Natación infantil: algo más que
saber nadar
La práctica de la natación en las edades infantiles durante
años se ha planteado inicialmente para obtener el dominio básico
del agua que permitiese la seguridad a los pequeños en este medio.
Con la evolución propia que han sufrido todos los elementos y
factores relacionados con el desarrollo infantil, la práctica
de la natación se ha convertido en un elemento más dentro
de las actividades propias de las edades infantiles; el hecho de saber
nadar, ya hace tiempo pasó de ser una «anécdota»
dentro de los aprendizajes del niño a un elemento más
del proceso de desarrollo.
Es en este contexto donde se hace evidente el amplio espectro de posibilidades
que nos ofrece la natación en la infancia; por un lado, cumple
un objetivo puramente utilitario y básico, para adquirir las
destrezas elementales que permitan a los niños no ahogarse; pero
la dimensión más importante que aporta este deporte en
las edades infantiles, aparte de la propia iniciación deportiva,
es la dimensión educativa y lúdica o de ocio.
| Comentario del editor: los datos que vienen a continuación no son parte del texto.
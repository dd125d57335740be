use criterion::{black_box, criterion_group, criterion_main, Criterion, Throughput};
use bitstream::{Reader, Writer, FRAME_PREFIX_LEN};

fn sample_message() -> Writer {
    let mut writer = Writer::new();
    writer.put_byte(7);
    writer.put_int32(95959);
    writer.put_float32(1.5);
    writer.put_float32(-2.25);
    writer.put_float32(0.0001);
    writer.put_bool(true);
    writer.put_string("PETER PIPER PICKED A PECK of pickled peppers!");
    writer
}

fn bench_encode(c: &mut Criterion) {
    let mut group = c.benchmark_group("bitstream");
    let size = sample_message().len() as u64;

    group.throughput(Throughput::Bytes(size));
    group.bench_function("encode_mixed", |b| {
        b.iter(|| {
            black_box(sample_message().finish());
        });
    });

    group.finish();
}

fn bench_decode(c: &mut Criterion) {
    let mut group = c.benchmark_group("bitstream");
    let message = sample_message().finish();
    let payload = &message[FRAME_PREFIX_LEN..];

    group.throughput(Throughput::Bytes(payload.len() as u64));
    group.bench_function("decode_mixed", |b| {
        b.iter(|| {
            let mut reader = Reader::from_payload(black_box(payload)).unwrap();
            black_box(reader.get_byte().unwrap());
            black_box(reader.get_int32().unwrap());
            black_box(reader.get_float32().unwrap());
            black_box(reader.get_float32().unwrap());
            black_box(reader.get_float32().unwrap());
            black_box(reader.get_bool().unwrap());
            black_box(reader.get_string_bytes().unwrap());
        });
    });

    group.finish();
}

criterion_group!(benches, bench_encode, bench_decode);
criterion_main!(benches);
Con estas premisas, podemos considerar los programas de natación
infantil como verdaderos «filones» de la actividad física
para el desarrollo de los niños y niñas.
Las edades de comienzo en la natación o en las actividades acuáticas
se han ido adelantando en los últimos años, recomendando
incluso el inicio en los propios hogares coincidiendo con los baños
dirigidos por los padres. Es a partir de la culminación de la
etapa de bebés (2-3 años), cuando las aportaciones de
los programas de natación se convierten en elementos muy ricos
en valores de tipo biológico y social. Una vez que los niños
superan esa primera etapa de tipo utilitario, en donde los objetivos
prioritarios se a aprender a nadar, se debe procurar en los programas
de natación infantil desarrollar aquellos elementos relacionados
con las habilidades acuáticas. Estas nos van a ofrecer una serie
de posibilidades de trabajo que como consecuencia inmediata van a asegurar
el total dominio del medio acuático, que incidirá directamente
en el desarrollo psicomotriz del niño: el agua será el
medio que servirá como hilo conductor para ese logro. El trabajo
de habilidades acuáticas se basa fundamentalmente en trabajo
sobre giros, desplazamientos, saltos y lanzamientos y recepciones. Todas
ellas estarán relacionadas con la iniciación deportiva
de las diferentes disciplinas de la natación, es decir, la natación
propiamente dicha, el waterpolo, la natación sincronizada y los
saltos de trampolín.
Al mismo tiempo que utilizamos un trabajo global sobre las habilidades
acuáticas desde el punto de vista del aprendizaje básico
y la coordinación, es muy importante tener en cuenta la dimensión
recreativa que nos aporta el trabajo en el agua. Con diseños
de sesiones y contenidos adecuados, teniendo en cuenta el trabajo de
tipo lúdico y compatibilizándolo con objetivos de desarrollo
psicomotor, se podrá cubrir con garantía un aspecto importante
en los programas de natación infantil: la motivación de
los alumnos en cuanto al trabajo en el agua.